» Provided records

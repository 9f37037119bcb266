use crate::messages::BackendMessage;
use bytes::{BufMut, BytesMut};
use pgsession_core::{Charset, SessionError, SessionResult};
use std::time::Duration;
use tokio::io::{AsyncWrite, AsyncWriteExt};

/// Accumulates the fields of one outbound message.
///
/// The builder is single-use: once `finish` has produced the frame, further
/// field writes fail with `BuilderFlushed` and `finish` yields nothing.
/// Strings are encoded in the builder's charset.
#[derive(Debug)]
pub struct MessageBuilder {
    tag: Option<u8>,
    body: BytesMut,
    flushed: bool,
    charset: Charset,
}

impl MessageBuilder {
    pub fn new(tag: Option<u8>) -> Self {
        Self::with_charset(tag, Charset::default())
    }

    pub fn with_charset(tag: Option<u8>, charset: Charset) -> Self {
        Self {
            tag,
            body: BytesMut::new(),
            flushed: false,
            charset,
        }
    }

    pub fn put_i32(&mut self, value: i32) -> SessionResult<()> {
        self.writable()?.put_i32(value);
        Ok(())
    }

    pub fn put_i16(&mut self, value: i16) -> SessionResult<()> {
        self.writable()?.put_i16(value);
        Ok(())
    }

    pub fn put_i8(&mut self, value: i8) -> SessionResult<()> {
        self.writable()?.put_i8(value);
        Ok(())
    }

    pub fn put_u8(&mut self, value: u8) -> SessionResult<()> {
        self.writable()?.put_u8(value);
        Ok(())
    }

    pub fn put_bytes(&mut self, value: &[u8]) -> SessionResult<()> {
        self.writable()?.extend_from_slice(value);
        Ok(())
    }

    /// Text after an interior NUL is dropped: the client would read it as
    /// the start of the next field.
    pub fn put_cstring(&mut self, value: &str) -> SessionResult<()> {
        let charset = self.charset;
        let text = value.split('\0').next().unwrap_or_default();
        let body = self.writable()?;
        body.extend_from_slice(&charset.encode(text));
        body.put_u8(0);
        Ok(())
    }

    pub fn is_flushed(&self) -> bool {
        self.flushed
    }

    /// Produces the framed bytes: tag (when present), then the length of the
    /// length field plus body, then the body. `None` once already finished.
    pub fn finish(&mut self) -> Option<BytesMut> {
        if self.flushed {
            return None;
        }
        self.flushed = true;
        let body = std::mem::take(&mut self.body);
        let mut frame = BytesMut::with_capacity(body.len() + 5);
        if let Some(tag) = self.tag {
            frame.put_u8(tag);
        }
        frame.put_i32((body.len() + 4) as i32);
        frame.extend_from_slice(&body);
        Some(frame)
    }

    fn writable(&mut self) -> SessionResult<&mut BytesMut> {
        if self.flushed {
            return Err(SessionError::BuilderFlushed);
        }
        Ok(&mut self.body)
    }
}

/// The outbound half of a session's transport.
///
/// With a write timeout set, a frame the peer does not take within the
/// limit fails with `IdleTimeout`.
pub struct BackendWriter<W> {
    inner: W,
    charset: Charset,
    write_timeout: Option<Duration>,
}

impl<W: AsyncWrite + Unpin> BackendWriter<W> {
    pub fn new(inner: W) -> Self {
        Self {
            inner,
            charset: Charset::default(),
            write_timeout: None,
        }
    }

    pub fn with_write_timeout(mut self, write_timeout: Option<Duration>) -> Self {
        self.write_timeout = write_timeout;
        self
    }

    pub fn charset(&self) -> Charset {
        self.charset
    }

    pub fn set_charset(&mut self, charset: Charset) {
        self.charset = charset;
    }

    /// Builds one message with `build` and writes it. The frame is flushed
    /// whether `build` succeeds or not; its error is returned afterwards.
    pub async fn message<F>(&mut self, tag: Option<u8>, build: F) -> SessionResult<()>
    where
        F: FnOnce(&mut MessageBuilder) -> SessionResult<()>,
    {
        let mut builder = MessageBuilder::with_charset(tag, self.charset);
        let built = build(&mut builder);
        self.flush_builder(&mut builder).await?;
        built
    }

    pub async fn write_message(&mut self, msg: &BackendMessage) -> SessionResult<()> {
        self.message(Some(msg.tag()), |builder| msg.encode(builder))
            .await
    }

    /// A single unframed byte, as used to refuse SSL/GSS encryption.
    pub async fn write_raw_byte(&mut self, byte: u8) -> SessionResult<()> {
        self.send_bytes(&[byte]).await
    }

    pub async fn flush(&mut self) -> SessionResult<()> {
        self.inner.flush().await?;
        Ok(())
    }

    pub async fn shutdown(&mut self) -> SessionResult<()> {
        self.inner.shutdown().await?;
        Ok(())
    }

    async fn flush_builder(&mut self, builder: &mut MessageBuilder) -> SessionResult<()> {
        match builder.finish() {
            Some(frame) => self.send_bytes(&frame).await,
            None => Ok(()),
        }
    }

    async fn send_bytes(&mut self, bytes: &[u8]) -> SessionResult<()> {
        let Self {
            inner,
            write_timeout,
            ..
        } = self;
        let write = async {
            inner.write_all(bytes).await?;
            inner.flush().await
        };
        match *write_timeout {
            Some(limit) => match tokio::time::timeout(limit, write).await {
                Ok(res) => res?,
                Err(_) => return Err(SessionError::IdleTimeout(limit.as_secs())),
            },
            None => write.await?,
        }
        Ok(())
    }
}

#[cfg(test)]
mod tests {
    use super::*;

    #[test]
    fn builder_rejects_writes_after_finish() {
        let mut builder = MessageBuilder::new(Some(b'C'));
        builder.put_cstring("SELECT 1").expect("put");
        let frame = builder.finish().expect("frame");
        assert_eq!(&frame[..], b"C\0\0\0\x0dSELECT 1\0");
        assert!(builder.is_flushed());
        assert!(matches!(
            builder.put_i32(1),
            Err(SessionError::BuilderFlushed)
        ));
        assert!(builder.finish().is_none());
    }

    #[test]
    fn untagged_frame_has_only_length() {
        let mut builder = MessageBuilder::new(None);
        builder.put_i32(196608).expect("put");
        let frame = builder.finish().expect("frame");
        assert_eq!(&frame[..], &[0, 0, 0, 8, 0, 3, 0, 0]);
    }

    #[tokio::test]
    async fn failed_build_still_flushes_partial_message() {
        let mut out = Vec::new();
        let mut writer = BackendWriter::new(&mut out);
        let res = writer
            .message(Some(b'N'), |builder| {
                builder.put_u8(b'M')?;
                Err(SessionError::protocol("stop"))
            })
            .await;
        assert!(matches!(res, Err(SessionError::Protocol(_))));
        assert_eq!(out, vec![b'N', 0, 0, 0, 5, b'M']);
    }

    #[test]
    fn strings_use_builder_charset() {
        let mut builder = MessageBuilder::with_charset(Some(b'C'), Charset::Latin1);
        builder.put_cstring("caf\u{e9}").expect("put");
        let frame = builder.finish().expect("frame");
        assert_eq!(&frame[..], &[b'C', 0, 0, 0, 9, b'c', b'a', b'f', 0xe9, 0]);

        let mut builder = MessageBuilder::new(Some(b'C'));
        builder.put_cstring("caf\u{e9}").expect("put");
        let frame = builder.finish().expect("frame");
        assert_eq!(&frame[5..], "caf\u{e9}\0".as_bytes());
    }

    #[test]
    fn interior_nul_ends_string() {
        let mut builder = MessageBuilder::new(Some(b'C'));
        builder.put_cstring("bad\0tail").expect("put");
        builder.put_i16(7).expect("put");
        let frame = builder.finish().expect("frame");
        assert_eq!(&frame[..], &[b'C', 0, 0, 0, 10, b'b', b'a', b'd', 0, 0, 7]);
    }

    #[tokio::test(start_paused = true)]
    async fn stalled_peer_times_out_write() {
        let (_client, server) = tokio::io::duplex(8);
        let mut writer =
            BackendWriter::new(server).with_write_timeout(Some(Duration::from_secs(3)));
        let res = writer
            .message(Some(b'C'), |builder| builder.put_cstring("SELECT 12345"))
            .await;
        assert!(matches!(res, Err(SessionError::IdleTimeout(3))));
    }
}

» What you will do
Repeat all of the records exactly.

» Problem solution
repository 9f37037119bcb266
use crate::messages::BackendMessage;
use bytes::{BufMut, BytesMut};
use pgsession_core::{Charset, SessionError, SessionResult};
use std::time::Duration;
use tokio::io::{AsyncWrite, AsyncWriteExt};

/// Accumulates the fields of one outbound message.
///
/// The builder is single-use: once `finish` has produced the frame, further
/// field writes fail with `BuilderFlushed` and `finish` yields nothing.
/// Strings are encoded in the builder's charset.
#[derive(Debug)]
pub struct MessageBuilder {
    tag: Option<u8>,
    body: BytesMut,
    flushed: bool,
    charset: Charset,
}

impl MessageBuilder {
    pub fn new(tag: Option<u8>) -> Self {
        Self::with_charset(tag, Charset::default())
    }

    pub fn with_charset(tag: Option<u8>, charset: Charset) -> Self {
        Self {
            tag,
            body: BytesMut::new(),
            flushed: false,
            charset,
        }
    }

    pub fn put_i32(&mut self, value: i32) -> SessionResult<()> {
        self.writable()?.put_i32(value);
        Ok(())
    }

    pub fn put_i16(&mut self, value: i16) -> SessionResult<()> {
        self.writable()?.put_i16(value);
        Ok(())
    }

    pub fn put_i8(&mut self, value: i8) -> SessionResult<()> {
        self.writable()?.put_i8(value);
        Ok(())
    }

    pub fn put_u8(&mut self, value: u8) -> SessionResult<()> {
        self.writable()?.put_u8(value);
        Ok(())
    }

    pub fn put_bytes(&mut self, value: &[u8]) -> SessionResult<()> {
        self.writable()?.extend_from_slice(value);
        Ok(())
    }

    /// Text after an interior NUL is dropped: the client would read it as
    /// the start of the next field.
    pub fn put_cstring(&mut self, value: &str) -> SessionResult<()> {
        let charset = self.charset;
        let text = value.split('\0').next().unwrap_or_default();
        let body = self.writable()?;
        body.extend_from_slice(&charset.encode(text));
        body.put_u8(0);
        Ok(())
    }

    pub fn is_flushed(&self) -> bool {
        self.flushed
    }

    /// Produces the framed bytes: tag (when present), then the length of the
    /// length field plus body, then the body. `None` once already finished.
    pub fn finish(&mut self) -> Option<BytesMut> {
        if self.flushed {
            return None;
        }
        self.flushed = true;
        let body = std::mem::take(&mut self.body);
        let mut frame = BytesMut::with_capacity(body.len() + 5);
        if let Some(tag) = self.tag {
            frame.put_u8(tag);
        }
        frame.put_i32((body.len() + 4) as i32);
        frame.extend_from_slice(&body);
        Some(frame)
    }

    fn writable(&mut self) -> SessionResult<&mut BytesMut> {
        if self.flushed {
            return Err(SessionError::BuilderFlushed);
        }
        Ok(&mut self.body)
    }
}

/// The outbound half of a session's transport.
///
/// With a write timeout set, a frame the peer does not take within the
/// limit fails with `IdleTimeout`.
pub struct BackendWriter<W> {
    inner: W,
    charset: Charset,
    write_timeout: Option<Duration>,
}

impl<W: AsyncWrite + Unpin> BackendWriter<W> {
    pub fn new(inner: W) -> Self {
        Self {
            inner,
            charset: Charset::default(),
            write_timeout: None,
        }
    }

    pub fn with_write_timeout(mut self, write_timeout: Option<Duration>) -> Self {
        self.write_timeout = write_timeout;
        self
    }

    pub fn charset(&self) -> Charset {
        self.charset
    }

    pub fn set_charset(&mut self, charset: Charset) {
        self.charset = charset;
    }

    /// Builds one message with `build` and writes it. The frame is flushed
    /// whether `build` succeeds or not; its error is returned afterwards.
    pub async fn message<F>(&mut self, tag: Option<u8>, build: F) -> SessionResult<()>
    where
        F: FnOnce(&mut MessageBuilder) -> SessionResult<()>,
    {
        let mut builder = MessageBuilder::with_charset(tag, self.charset);
        let built = build(&mut builder);
        self.flush_builder(&mut builder).await?;
        built
    }

    pub async fn write_message(&mut self, msg: &BackendMessage) -> SessionResult<()> {
        self.message(Some(msg.tag()), |builder| msg.encode(builder))
            .await
    }

    /// A single unframed byte, as used to refuse SSL/GSS encryption.
    pub async fn write_raw_byte(&mut self, byte: u8) -> SessionResult<()> {
        self.send_bytes(&[byte]).await
    }

    pub async fn flush(&mut self) -> SessionResult<()> {
        self.inner.flush().await?;
        Ok(())
    }

    pub async fn shutdown(&mut self) -> SessionResult<()> {
        self.inner.shutdown().await?;
        Ok(())
    }

    async fn flush_builder(&mut self, builder: &mut MessageBuilder) -> SessionResult<()> {
        match builder.finish() {
            Some(frame) => self.send_bytes(&frame).await,
            None => Ok(()),
        }
    }

    async fn send_bytes(&mut self, bytes: &[u8]) -> SessionResult<()> {
        let Self {
            inner,
            write_timeout,
            ..
        } = self;
        let write = async {
            inner.write_all(bytes).await?;
            inner.flush().await
        };
        match *write_timeout {
            Some(limit) => match tokio::time::timeout(limit, write).await {
                Ok(res) => res?,
                Err(_) => return Err(SessionError::IdleTimeout(limit.as_secs())),
            },
            None => write.await?,
        }
        Ok(())
    }
}

#[cfg(test)]
mod tests {
    use super::*;

    #[test]
    fn builder_rejects_writes_after_finish() {
        let mut builder = MessageBuilder::new(Some(b'C'));
        builder.put_cstring("SELECT 1").expect("put");
        let frame = builder.finish().expect("frame");
        assert_eq!(&frame[..], b"C\0\0\0\x0dSELECT 1\0");
        assert!(builder.is_flushed());
        assert!(matches!(
            builder.put_i32(1),
            Err(SessionError::BuilderFlushed)
        ));
        assert!(builder.finish().is_none());
    }

    #[test]
    fn untagged_frame_has_only_length() {
        let mut builder = MessageBuilder::new(None);
        builder.put_i32(196608).expect("put");
        let frame = builder.finish().expect("frame");
        assert_eq!(&frame[..], &[0, 0, 0, 8, 0, 3, 0, 0]);
    }

    #[tokio::test]
    async fn failed_build_still_flushes_partial_message() {
        let mut out = Vec::new();
        let mut writer = BackendWriter::new(&mut out);
        let res = writer
            .message(Some(b'N'), |builder| {
                builder.put_u8(b'M')?;
                Err(SessionError::protocol("stop"))
            })
            .await;
        assert!(matches!(res, Err(SessionError::Protocol(_))));
        assert_eq!(out, vec![b'N', 0, 0, 0, 5, b'M']);
    }

    #[test]
    fn strings_use_builder_charset() {
        let mut builder = MessageBuilder::with_charset(Some(b'C'), Charset::Latin1);
        builder.put_cstring("caf\u{e9}").expect("put");
        let frame = builder.finish().expect("frame");
        assert_eq!(&frame[..], &[b'C', 0, 0, 0, 9, b'c', b'a', b'f', 0xe9, 0]);

        let mut builder = MessageBuilder::new(Some(b'C'));
        builder.put_cstring("caf\u{e9}").expect("put");
        let frame = builder.finish().expect("frame");
        assert_eq!(&frame[5..], "caf\u{e9}\0".as_bytes());
    }

    #[test]
    fn interior_nul_ends_string() {
        let mut builder = MessageBuilder::new(Some(b'C'));
        builder.put_cstring("bad\0tail").expect("put");
        builder.put_i16(7).expect("put");
        let frame = builder.finish().expect("frame");
        assert_eq!(&frame[..], &[b'C', 0, 0, 0, 10, b'b', b'a', b'd', 0, 0, 7]);
    }

    #[tokio::test(start_paused = true)]
    async fn stalled_peer_times_out_write() {
        let (_client, server) = tokio::io::duplex(8);
        let mut writer =
            BackendWriter::new(server).with_write_timeout(Some(Duration::from_secs(3)));
        let res = writer
            .message(Some(b'C'), |builder| builder.put_cstring("SELECT 12345"))
            .await;
        assert!(matches!(res, Err(SessionError::IdleTimeout(3))));
    }
}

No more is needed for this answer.